Verviers (; ) is a city and municipality of Wallonia located in the province of Liège, Belgium.

The municipality consists of the following districts: Ensival, Heusy, Lambermont, Petit-Rechain, Stembert, and Verviers. It is also the center of an agglomeration that includes Dison and Pepinster, making it the second biggest in the province and an important regional center, located roughly halfway between Liège and the German border.

Water has played an important role in the town's economy, notably in the development first of its textile and later its tourist industries. As a result, many fountains have been built in Verviers, leading it to be named Wallonia's "Water Capital". The seats of the two Walloon public institutions for water distribution and water treatment are located in the town.

History

Early history 
Various flint and bone fragments, as well as Roman coins, were found in this area, attesting to the early settlements in the region.  In the 4th century, the Romans had to deal with a constant push of Germanic tribes coming from the east.  Successful at first at containing them, they finally had to concede defeat, allowing Clovis's Salian Franks to occupy the region at the end of the 5th century.  The Verviers area was covered with forests and became a hunting ground for the Merovingian kings, who maintained a vicus in neighbouring Theux.  It was also slowly Christianized by the monks of the nearby Abbey of Stavelot.

Late in the 10th century, Charles the Simple ceded the Marquisate of Franchimont to Notker of Liège, one of Notker's final steps in consolidating the Prince-Bishopric of Liège.  Liège took direct control of the marquisate in 1014, an act which was confirmed by emperor Frederick Barbarossa and by Pope Adrian IV in 1155.

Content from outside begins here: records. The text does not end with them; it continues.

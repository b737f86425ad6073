//! Filesystem logging facility
//!
//! Routes `log` records from the volume manager to the kernel console.
//! Log levels are configured based on build configuration (debug/release).

use core::fmt;
use log::{LevelFilter, Log, Metadata, Record};
use spin::Mutex;

/// Function the kernel console exposes for formatted output
pub type ConsoleWriter = fn(fmt::Arguments);

/// Global logger instance shared by every mounted volume
pub static LOGGER: Logger = Logger::new();

/// Thread-safe logger forwarding to a console writer
pub struct Logger {
    console: Mutex<Option<ConsoleWriter>>,
}

impl Default for Logger {
    fn default() -> Self {
        Self::new()
    }
}

impl Logger {
    /// Creates a logger with no console attached
    pub const fn new() -> Logger {
        Logger {
            console: Mutex::new(None),
        }
    }

    /// Attaches (or replaces) the console that receives records
    pub fn attach(&self, console: ConsoleWriter) {
        *self.console.lock() = Some(console);
    }
}

impl Log for Logger {
    /// Determines if a log message should be processed based on its level
    fn enabled(&self, metadata: &Metadata) -> bool {
        metadata.level() <= log::max_level()
    }

    /// Formats messages as "[LEVEL] message" and hands them to the console
    fn log(&self, record: &Record) {
        if !self.enabled(record.metadata()) {
            return;
        }
        let console = self.console.lock();
        if let Some(write) = *console {
            write(format_args!("[{}] {}\n", record.level(), record.args()));
        }
    }

    fn flush(&self) {}
}

/// Initializes the logging system
///
/// # Arguments
/// * `console` - Writer that prints to the kernel console
///
/// # Notes
/// * Sets different log levels for debug/release builds:
///   - Debug builds: LevelFilter::Debug
///   - Release builds: LevelFilter::Info
/// * A second call only swaps the console; the `log` facade accepts one logger.
pub fn init(console: ConsoleWriter) {
    LOGGER.attach(console);
    if log::set_logger(&LOGGER).is_ok() {
        log::set_max_level(
            #[cfg(debug_assertions)]
            LevelFilter::Debug,
            #[cfg(not(debug_assertions))]
            LevelFilter::Info,
        );
    }
}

15th century to the present 

The first mention of a textile industry in this area dates from the 15th century. One century later, the cloth industry took the place of the older metallurgical works, thanks in part to the Eighty Years War raging in the neighbouring Netherlands. The size of the town, however, remained relatively modest.  It was only in 1651 that the expansion of the fulleries led to Verviers being recognized as one of the prince-bishopric's bonnes villes (main cities).

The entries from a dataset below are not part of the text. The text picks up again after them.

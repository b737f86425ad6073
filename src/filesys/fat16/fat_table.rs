//! In-memory copy of the file allocation table and the cluster chain operations built on it

use super::{constants::*, fat_entry::FatEntry, layout::Layout};
use crate::filesys::{BlockDevice, FsError};
use alloc::vec;
use alloc::vec::Vec;
use bytes::{Buf, BufMut};
use log::{debug, warn};

/// FAT16 allocation table cache.
///
/// Every chain mutation happens here; nothing reaches the disk until `flush`.
pub struct FatTable {
    /// One value per cluster, covering a whole FAT copy
    entries: Vec<u16>,
    /// First cluster number past the usable data region
    cluster_limit: u16,
    /// Set by every mutation, cleared by `flush`
    dirty: bool,
}

impl FatTable {
    /// Wraps raw FAT values; `data_clusters` bounds which clusters may be allocated
    pub fn new(entries: Vec<u16>, data_clusters: u32) -> Self {
        let limit = (data_clusters as usize + FIRST_DATA_CLUSTER as usize)
            .min(entries.len())
            .min(FAT_MAX_LINK as usize + 1);
        FatTable {
            entries,
            cluster_limit: limit as u16,
            dirty: false,
        }
    }

    /// Reads the first FAT copy from disk
    pub fn load(device: &dyn BlockDevice, layout: &Layout) -> Result<Self, FsError> {
        let per_sector = SECTOR_SIZE / FAT_ENTRY_SIZE;
        let mut entries = Vec::with_capacity(layout.sectors_per_fat as usize * per_sector);
        let mut sector_data = vec![0u8; SECTOR_SIZE];

        for i in 0..layout.sectors_per_fat {
            device.read_block(layout.fat_start + i, &mut sector_data)?;
            let mut buf = &sector_data[..];
            while buf.has_remaining() {
                entries.push(buf.get_u16_le());
            }
        }

        Ok(Self::new(entries, layout.data_clusters))
    }

    /// Writes the table back to every FAT copy, sector by sector
    pub fn flush(&mut self, device: &mut dyn BlockDevice, layout: &Layout) -> Result<(), FsError> {
        if !self.dirty {
            return Ok(());
        }

        let per_sector = SECTOR_SIZE / FAT_ENTRY_SIZE;
        let mut sector_data = vec![0u8; SECTOR_SIZE];

        for (i, chunk) in self.entries.chunks(per_sector).enumerate() {
            sector_data.fill(0);
            let mut buf = &mut sector_data[..];
            for &value in chunk {
                buf.put_u16_le(value);
            }
            for copy in 0..layout.fat_count {
                device.write_block(layout.fat_copy_start(copy) + i as u64, &sector_data)?;
            }
        }

        self.dirty = false;
        Ok(())
    }

    /// Raw FAT value of `cluster`. Out of range clusters read as end of chain.
    pub fn get(&self, cluster: u16) -> u16 {
        match self.entries.get(cluster as usize) {
            Some(&value) => value,
            None => {
                warn!("fat16: read of cluster {} beyond FAT", cluster);
                FAT_EOC
            }
        }
    }

    pub fn set(&mut self, cluster: u16, value: u16) {
        match self.entries.get_mut(cluster as usize) {
            Some(slot) => {
                *slot = value;
                self.dirty = true;
            }
            None => warn!("fat16: write of cluster {} beyond FAT ignored", cluster),
        }
    }

    pub fn entry(&self, cluster: u16) -> FatEntry {
        FatEntry {
            cluster: self.get(cluster),
        }
    }

    /// Cluster linked after `cluster`; `None` at the end of the chain or on a broken link
    pub fn next(&self, cluster: u16) -> Option<u16> {
        self.entry(cluster)
            .next()
            .filter(|&next| next < self.cluster_limit)
    }

    fn is_data_cluster(&self, cluster: u16) -> bool {
        (FIRST_DATA_CLUSTER..self.cluster_limit).contains(&cluster)
    }

    /// Finds and allocates a free cluster, marking it end of chain
    pub fn allocate_cluster(&mut self) -> Option<u16> {
        let cluster = (FIRST_DATA_CLUSTER..self.cluster_limit)
            .find(|&cluster| self.entries[cluster as usize] == FAT_FREE)?;
        self.set(cluster, FAT_EOC);
        Some(cluster)
    }

    /// Allocates `count` linked clusters and returns the head.
    ///
    /// Either the whole chain is allocated or nothing is: running out of clusters
    /// part way frees what was taken and reports `DiskFull`. An empty chain has head 0.
    pub fn allocate_chain(&mut self, count: usize) -> Result<u16, FsError> {
        if count == 0 {
            return Ok(0);
        }

        let head = self.allocate_cluster().ok_or(FsError::DiskFull)?;
        let mut tail = head;
        for allocated in 1..count {
            match self.allocate_cluster() {
                Some(cluster) => {
                    self.set(tail, cluster);
                    tail = cluster;
                }
                None => {
                    self.free_chain(head);
                    debug!(
                        "fat16: chain of {} clusters rolled back after {}",
                        count, allocated
                    );
                    return Err(FsError::DiskFull);
                }
            }
        }

        Ok(head)
    }

    /// Appends one cluster to the chain starting at `head`
    pub fn extend_chain(&mut self, head: u16) -> Result<u16, FsError> {
        let tail = self.chain(head).last().copied().ok_or(FsError::NotFound)?;
        let cluster = self.allocate_cluster().ok_or(FsError::DiskFull)?;
        self.set(tail, cluster);
        Ok(cluster)
    }

    /// Follows the chain from `head` and returns its clusters in order.
    /// Stops short of free or bad clusters; a looped chain is cut off once
    /// every usable cluster has been visited.
    pub fn chain(&self, head: u16) -> Vec<u16> {
        let mut out = Vec::new();
        if !self.is_data_cluster(head) {
            return out;
        }

        let mut cur = Some(head);
        while let Some(cluster) = cur {
            if out.len() >= self.total_clusters() {
                warn!("fat16: chain from cluster {} does not terminate", head);
                break;
            }
            let entry = self.entry(cluster);
            if entry.is_free() {
                warn!("fat16: chain from cluster {} runs into free cluster {}", head, cluster);
                break;
            }
            if entry.is_bad() {
                warn!("fat16: chain from cluster {} runs into bad cluster {}", head, cluster);
                break;
            }
            out.push(cluster);
            cur = self.next(cluster);
        }
        out
    }

    /// Frees the chain starting at `head` and returns how many clusters were released
    pub fn free_chain(&mut self, head: u16) -> usize {
        let clusters = self.chain(head);
        for &cluster in &clusters {
            self.set(cluster, FAT_FREE);
        }
        clusters.len()
    }

    /// Relinks `clusters` in order as one chain, undoing an earlier `free_chain`
    pub fn restore_chain(&mut self, clusters: &[u16]) {
        for pair in clusters.windows(2) {
            self.set(pair[0], pair[1]);
        }
        if let Some(&last) = clusters.last() {
            self.set(last, FAT_EOC);
        }
    }

    /// Number of clusters available in the data region
    pub fn total_clusters(&self) -> usize {
        self.cluster_limit.saturating_sub(FIRST_DATA_CLUSTER) as usize
    }

    pub fn free_count(&self) -> usize {
        (FIRST_DATA_CLUSTER..self.cluster_limit)
            .filter(|&cluster| self.entries[cluster as usize] == FAT_FREE)
            .count()
    }
}

#[cfg(test)]
mod tests {
    use super::*;
    use crate::filesys::block::memory::MemoryBlockDevice;

    fn table(clusters: u32) -> FatTable {
        let mut entries = vec![0u16; clusters as usize + 2];
        entries[0] = 0xFFF0;
        entries[1] = FAT_EOC;
        FatTable::new(entries, clusters)
    }

    #[test]
    fn allocation_scans_upward_from_cluster_two() {
        let mut fat = table(8);
        assert_eq!(fat.allocate_cluster(), Some(2));
        assert_eq!(fat.allocate_cluster(), Some(3));
        assert!(fat.entry(2).is_end_of_chain());

        fat.set(2, FAT_FREE);
        assert_eq!(fat.allocate_cluster(), Some(2));
    }

    #[test]
    fn allocate_chain_links_clusters_in_order() {
        let mut fat = table(8);
        let head = fat.allocate_chain(3).unwrap();
        assert_eq!(head, 2);
        assert_eq!(fat.chain(head), vec![2, 3, 4]);
        assert_eq!(fat.next(4), None);
        assert_eq!(fat.free_count(), 5);
    }

    #[test]
    fn allocate_chain_of_zero_is_the_empty_chain() {
        let mut fat = table(4);
        assert_eq!(fat.allocate_chain(0), Ok(0));
        assert_eq!(fat.free_count(), 4);
    }

    #[test]
    fn exhausted_allocation_rolls_back_every_cluster() {
        let mut fat = table(6);
        // Leave clusters 3, 5 and 7 free, occupy the rest.
        for cluster in [2u16, 4, 6] {
            fat.set(cluster, FAT_EOC);
        }
        let before = fat.free_count();
        assert_eq!(before, 3);

        assert_eq!(fat.allocate_chain(4), Err(FsError::DiskFull));
        assert_eq!(fat.free_count(), before);
        for cluster in [3u16, 5, 7] {
            assert!(fat.entry(cluster).is_free());
        }
    }

    #[test]
    fn free_chain_stops_at_a_free_link() {
        let mut fat = table(8);
        fat.set(2, 3);
        fat.set(3, FAT_FREE);
        fat.set(5, FAT_EOC);
        assert_eq!(fat.free_chain(2), 1);
        assert!(fat.entry(2).is_free());
        assert!(fat.entry(5).is_end_of_chain());
    }

    #[test]
    fn chain_stops_before_a_bad_cluster() {
        let mut fat = table(8);
        fat.set(2, 3);
        fat.set(3, 4);
        fat.set(4, FAT_BAD);
        assert_eq!(fat.chain(2), vec![2, 3]);
        assert_eq!(fat.free_chain(2), 2);
        assert!(fat.entry(4).is_bad());
    }

    #[test]
    fn looped_chain_is_bounded() {
        let mut fat = table(4);
        fat.set(2, 3);
        fat.set(3, 2);
        assert_eq!(fat.chain(2).len(), 4);
        assert!(fat.chain(2).starts_with(&[2, 3, 2]));
    }

    #[test]
    fn clusters_past_the_data_region_are_never_allocated() {
        // FAT sized for 256 entries but the data region only holds 3 clusters.
        let mut fat = FatTable::new(vec![0u16; 256], 3);
        assert_eq!(fat.allocate_chain(3), Ok(2));
        assert_eq!(fat.allocate_cluster(), None);
        assert_eq!(fat.total_clusters(), 3);
    }

    #[test]
    fn restore_chain_undoes_free_chain() {
        let mut fat = table(8);
        let head = fat.allocate_chain(3).unwrap();
        let clusters = fat.chain(head);
        fat.free_chain(head);
        assert_eq!(fat.free_count(), 8);

        fat.restore_chain(&clusters);
        assert_eq!(fat.chain(head), clusters);
        assert_eq!(fat.free_count(), 5);
    }

    #[test]
    fn extend_chain_appends_after_the_tail() {
        let mut fat = table(8);
        let head = fat.allocate_chain(2).unwrap();
        fat.set(4, FAT_EOC);
        let added = fat.extend_chain(head).unwrap();
        assert_eq!(added, 5);
        assert_eq!(fat.chain(head), vec![2, 3, 5]);
    }

    #[test]
    fn flush_mirrors_every_copy_and_load_reads_it_back() {
        let layout = Layout {
            fat_start: 1,
            sectors_per_fat: 2,
            fat_count: 2,
            root_dir_start: 5,
            root_dir_sectors: 1,
            root_dir_entries: 16,
            data_start: 6,
            sectors_per_cluster: 1,
            data_clusters: 100,
        };
        let mut device = MemoryBlockDevice::new(106, SECTOR_SIZE);
        let mut fat = FatTable::new(vec![0u16; 512], layout.data_clusters);
        fat.set(0, 0xFFF0);
        fat.set(1, FAT_EOC);
        fat.set(300, 301);
        fat.flush(&mut device, &layout).unwrap();

        let mut first = vec![0u8; SECTOR_SIZE];
        let mut second = vec![0u8; SECTOR_SIZE];
        device.read_block(2, &mut first).unwrap();
        device.read_block(4, &mut second).unwrap();
        assert_eq!(first, second);
        assert_eq!(u16::from_le_bytes([first[88], first[89]]), 301);

        let loaded = FatTable::load(&device, &layout).unwrap();
        assert_eq!(loaded.get(300), 301);
        assert_eq!(loaded.get(0), 0xFFF0);
        assert_eq!(loaded.total_clusters(), 100);
    }
}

The end of the 18th century was troubled by the French Revolution. The annexation of Liège to France in 1795 caused a steep economic decline and unprecedented poverty. The city's fortunes rose again after the Battle of Waterloo (1815). Verviers was at the eastern end of the sillon industriel, the industrial backbone of Wallonia. Industrialist William Cockerill used British know-how to start a new era in Verviers' textile industry.  Roads were paved, gas lighting was installed, and the city doubled in size thanks to the Industrial Revolution. After World War I, Verviers could share with Bradford the title of "Wool Capital of the World".

Economy 
Verviers was home to a thriving wool and textile industry that was renowned for its quality and contributed greatly to the growth of the town. However, as of the 1950s, the local factories could not face international competition and started closing one after the other which prompted the economic decline of the town. The economy has been slowly recovering since the mid-1990s but remains fragile. Several commercial complexes have opened in recent years in an attempt to revitalize the most affected areas.

Sights 

Verviers counts several museums, including the Wool and Fashion Tourist Centre, housed in a former factory with a Neoclassical-style façade.
The Grand Theatre, also known as La Bonbonnière, was built in the same style at the end of the 19th century, while the Grand Poste was built in the Neogothic style.
The city has a number of interesting fountains and thematic strolling paths.

Notable people 
Jean-Jacques Andrien, film maker (1944)
Bertrand Baguette, racing driver (born 1986)
Christian Beck, writer and poet (1879–1916)
André Blavier, poet and critic (1922–2001)
William Cockerill, industrialist, settled in Verviers in 1799
Mathieu Crickboom, violinist (1871–1947)
Pierre David, twice mayor of Verviers (1771-1839)
Brandon Deville, football player (born 1993)
Jacques Drèze, economist (born 1929)
Albert Dupuis, composer (1877–1967)
Emile Fabry
Philippe Gilbert, road racing cyclist (born 1982)
Green Montana, rapper (born 1993)
René Hausman, comic strip scenarist (1936-2016)
Jean Haust, linguist and philologist (1868–1946)
Steve Houben, jazz saxophonist and flutist (born 1950)
Karima, writer (born 1976)
Jean-Marie Klinkenberg, linguist (born 1944)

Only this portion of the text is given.